Three of them don't seem to be able to wait.

In person, this applies to Olaf Scholz, who shows cheerful confidence and enthusiasm for Chancellor, as if he had already been elected.

Lindner leads the FDP tightly

However, the traffic light construction contains many imponderables, not only because the federal government would rule in this constellation for the first time. How much life of their own, especially the red and green parties, when they are confronted with the rigors of governance, is open. The FDP is run tightly by its chairman Christian Lindner, but the party's last four years in government from 2009 to 2013 were by no means a proof of government art.

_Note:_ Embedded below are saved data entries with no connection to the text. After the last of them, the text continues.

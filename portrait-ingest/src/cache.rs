//! On-disk cache under a directory: `<login>.profile.json` plus one
//! `<login>.<classifier>.analysis.json` per classifier.
//!
//! Entries never expire on their own; `invalidate` (force refresh) is the
//! only way to drop them.

use anyhow::{Context, Result};
use serde::Serialize;
use serde::de::DeserializeOwned;
use std::fs;
use std::path::{Path, PathBuf};
use tracing::debug;

use portrait_core::cache::{CachedAnalysis, ProfileCache};
use portrait_core::profile::RawProfile;

#[derive(Debug, Clone)]
pub struct JsonDirCache {
    dir: PathBuf,
}

impl JsonDirCache {
    pub fn new(dir: impl Into<PathBuf>) -> Self {
        Self { dir: dir.into() }
    }

    pub fn dir(&self) -> &Path {
        &self.dir
    }

    fn path(&self, login: &str, kind: &str) -> PathBuf {
        self.dir.join(format!("{}.{kind}.json", file_stem(login)))
    }

    fn analysis_path(&self, login: &str, classifier: &str) -> PathBuf {
        self.path(login, &format!("{}.analysis", file_stem(classifier)))
    }

    fn remove(&self, path: &Path) -> Result<()> {
        if path.exists() {
            fs::remove_file(path).with_context(|| format!("Failed to remove {}", path.display()))?;
        }
        Ok(())
    }

    fn load<T: DeserializeOwned>(&self, path: &Path) -> Result<Option<T>> {
        if !path.exists() {
            return Ok(None);
        }
        let raw = fs::read_to_string(path).with_context(|| format!("Failed to read {}", path.display()))?;
        let value = serde_json::from_str(&raw).with_context(|| format!("Failed to parse {}", path.display()))?;
        debug!(path = %path.display(), "cache hit");
        Ok(Some(value))
    }

    fn store<T: Serialize>(&self, path: &Path, value: &T) -> Result<()> {
        fs::create_dir_all(&self.dir).with_context(|| format!("Failed to create {}", self.dir.display()))?;
        let json = serde_json::to_string_pretty(value)?;
        fs::write(path, json).with_context(|| format!("Failed to write {}", path.display()))?;
        Ok(())
    }
}

/// Lowercased login with anything outside `[a-z0-9_-]` replaced.
fn file_stem(login: &str) -> String {
    login
        .trim()
        .to_lowercase()
        .chars()
        .map(|c| if c.is_ascii_alphanumeric() || c == '-' || c == '_' { c } else { '_' })
        .collect()
}

impl ProfileCache for JsonDirCache {
    fn load_profile(&self, login: &str) -> Result<Option<RawProfile>> {
        self.load(&self.path(login, "profile"))
    }

    fn store_profile(&self, profile: &RawProfile) -> Result<()> {
        self.store(&self.path(&profile.login, "profile"), profile)
    }

    fn load_analysis(&self, login: &str, classifier: &str) -> Result<Option<CachedAnalysis>> {
        self.load(&self.analysis_path(login, classifier))
    }

    fn store_analysis(&self, login: &str, classifier: &str, analysis: &CachedAnalysis) -> Result<()> {
        self.store(&self.analysis_path(login, classifier), analysis)
    }

    fn invalidate(&self, login: &str) -> Result<()> {
        self.remove(&self.path(login, "profile"))?;
        if !self.dir.exists() {
            return Ok(());
        }

        let prefix = format!("{}.", file_stem(login));
        let entries = fs::read_dir(&self.dir).with_context(|| format!("Failed to list {}", self.dir.display()))?;
        for entry in entries {
            let entry = entry.with_context(|| format!("Failed to list {}", self.dir.display()))?;
            let name = entry.file_name();
            let name = name.to_string_lossy();
            if name.starts_with(&prefix) && name.ends_with(".analysis.json") {
                self.remove(&entry.path())?;
            }
        }
        Ok(())
    }
}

Scholz has a few points on the credit side. He and his party are experienced through almost continuous government practice since 1998. There is a second strong figure in the party, the former Juso boss Kevin Kühnert, who has proven in the fight for party leadership how effective he can act against Scholz. But unlike Oskar Lafontaine in 1998, Kühnert is not the loser in the fight for the Chancellery, who could seek revenge and develop destructive power in the long term. Kühnert is three decades younger than Scholz, has time and knows that a well-functioning federal government led by social democrats would be useful to him.

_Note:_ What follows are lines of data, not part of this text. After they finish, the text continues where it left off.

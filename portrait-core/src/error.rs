//! Error taxonomy.
//!
//! Stage-local problems (bad records, missing table rows, oracle failures)
//! are absorbed where they happen. Only a fetch failure at the profile
//! boundary surfaces as a `PipelineError`.

use thiserror::Error;

/// Malformed or missing profile data. The offending record is skipped.
#[derive(Debug, Clone, PartialEq, Eq, Error)]
pub enum InputError {
    #[error("{record}: missing field `{field}`")]
    MissingField { record: String, field: &'static str },

    #[error("{record}: invalid `{field}` value {value:?}")]
    InvalidValue {
        record: String,
        field: &'static str,
        value: String,
    },

    #[error("invalid style selection: {0}")]
    Style(String),
}

/// Failure reported by the hosting-platform data source.
#[derive(Debug, Clone, PartialEq, Eq, Error)]
pub enum SourceError {
    #[error("user `{0}` not found")]
    NotFound(String),

    #[error("rate limited{}", retry_hint(.retry_after_secs))]
    RateLimited { retry_after_secs: Option<u64> },

    #[error("authentication failed: {0}")]
    Auth(String),

    #[error("request timed out")]
    Timeout,

    #[error("transport error: {0}")]
    Transport(String),
}

fn retry_hint(secs: &Option<u64>) -> String {
    match secs {
        Some(s) => format!(" (retry after {s}s)"),
        None => String::new(),
    }
}

impl SourceError {
    /// Rate limits, timeouts and transport hiccups may succeed on retry;
    /// auth and not-found never will.
    pub fn is_retryable(&self) -> bool {
        matches!(
            self,
            SourceError::RateLimited { .. } | SourceError::Timeout | SourceError::Transport(_)
        )
    }
}

/// Failure reported by the image-generation service.
#[derive(Debug, Clone, PartialEq, Eq, Error)]
pub enum ImageError {
    /// The service reported an image that could not be retrieved.
    #[error("generated image unavailable: {0}")]
    Unavailable(String),

    #[error("image request rejected: {0}")]
    Rejected(String),

    #[error("image request timed out")]
    Timeout,

    #[error("image service transport error: {0}")]
    Transport(String),

    #[error("image service returned no image data")]
    EmptyResponse,
}

/// Failure fatal to one profile's pipeline run.
#[derive(Debug, Clone, PartialEq, Eq, Error)]
pub enum PipelineError {
    #[error("fetching profile `{login}`: {source}")]
    Fetch {
        login: String,
        #[source]
        source: SourceError,
    },

    /// A stage panicked while processing this profile.
    #[error("processing profile `{login}` aborted: {message}")]
    Aborted { login: String, message: String },
}

impl PipelineError {
    pub fn is_retryable(&self) -> bool {
        match self {
            PipelineError::Fetch { source, .. } => source.is_retryable(),
            PipelineError::Aborted { .. } => false,
        }
    }
}

#[cfg(test)]
mod tests {
    use super::*;

    #[test]
    fn test_retryable_split() {
        assert!(SourceError::RateLimited { retry_after_secs: Some(30) }.is_retryable());
        assert!(SourceError::Timeout.is_retryable());
        assert!(!SourceError::NotFound("x".into()).is_retryable());
        assert!(!SourceError::Auth("bad token".into()).is_retryable());
    }

    #[test]
    fn test_messages() {
        let e = PipelineError::Fetch {
            login: "octocat".into(),
            source: SourceError::RateLimited { retry_after_secs: Some(60) },
        };
        assert_eq!(e.to_string(), "fetching profile `octocat`: rate limited (retry after 60s)");
        assert!(e.is_retryable());
        assert_eq!(
            SourceError::RateLimited { retry_after_secs: None }.to_string(),
            "rate limited"
        );
    }
}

All in all, the expected coalition has what it takes to become a stable structure.

Because Scholz and his partners know that even the most sensible content-related projects are worthless if the government does not have the strength to implement them, all of their political goals seem to be coordinated in such a way that the stability of the future coalition is not endangered.

The price for the chancellorship

An example of this are the labor market reforms that Scholz helped to implement under Schröder's leadership and that drove like a hatchet into the SPD under the keyword Hartz IV.

Olaf Scholz has experienced everything that can be learned about the art of government from this example.

Therefore, he knows that a change to the Hartz laws is part of the price that his comrades demand for the chancellorship.

How Scholz wants to make this circle square is shown in the exploratory paper that the traffic light presented early on. Instead of the basic security (Hartz IV), a "citizen's benefit" should be introduced. The hated term should therefore be deleted, but the cooperation of the benefit recipients should continue to apply. It remains to be seen whether the sanctions rejected by many on the left will be lifted. It only says that which rules should be continued will be checked. The FDP should be pleased that the opportunities for additional income will be increased.

There are other examples.

The SPD approaches the arming of drones, against which there is still resistance from the left, like a cat's paw.

Or the tax and duty burden.

The increases that are often desired in the red-green camp are rejected in the exploratory paper using the examples of income, company and value added tax.

Instead, the income from the global minimum taxation, which Scholz was instrumental in driving, should be used.

Apparently red, green and yellow can live with this.

Scholz makes no secret of his consideration for the FDP.

He will not have forgotten that Jamaica failed four years ago because Lindner was afraid of being ripped off by the Union and the Greens.

How much bigger must the worries be with red-green?

Scholz has mastered the art of making compromises that do not shake the government but do not force the Chancellor to betray his convictions.

He experienced the courageous, sometimes brutal Schröder up close, as well as the tactful, persistent Merkel.

He resembles the latter more than his party colleague.

Merkel was not the chancellor who would have pushed through a historic project on the scale of a European monetary union.

However, she defended this legacy of her predecessor Kohl.

It is the same with Scholz.

The Hartz laws were politically enforced by Schröder.

Scholz will try to save as much of this legacy as possible.

This way of governing could shape the traffic lights.

Germans have been used to it for 16 years.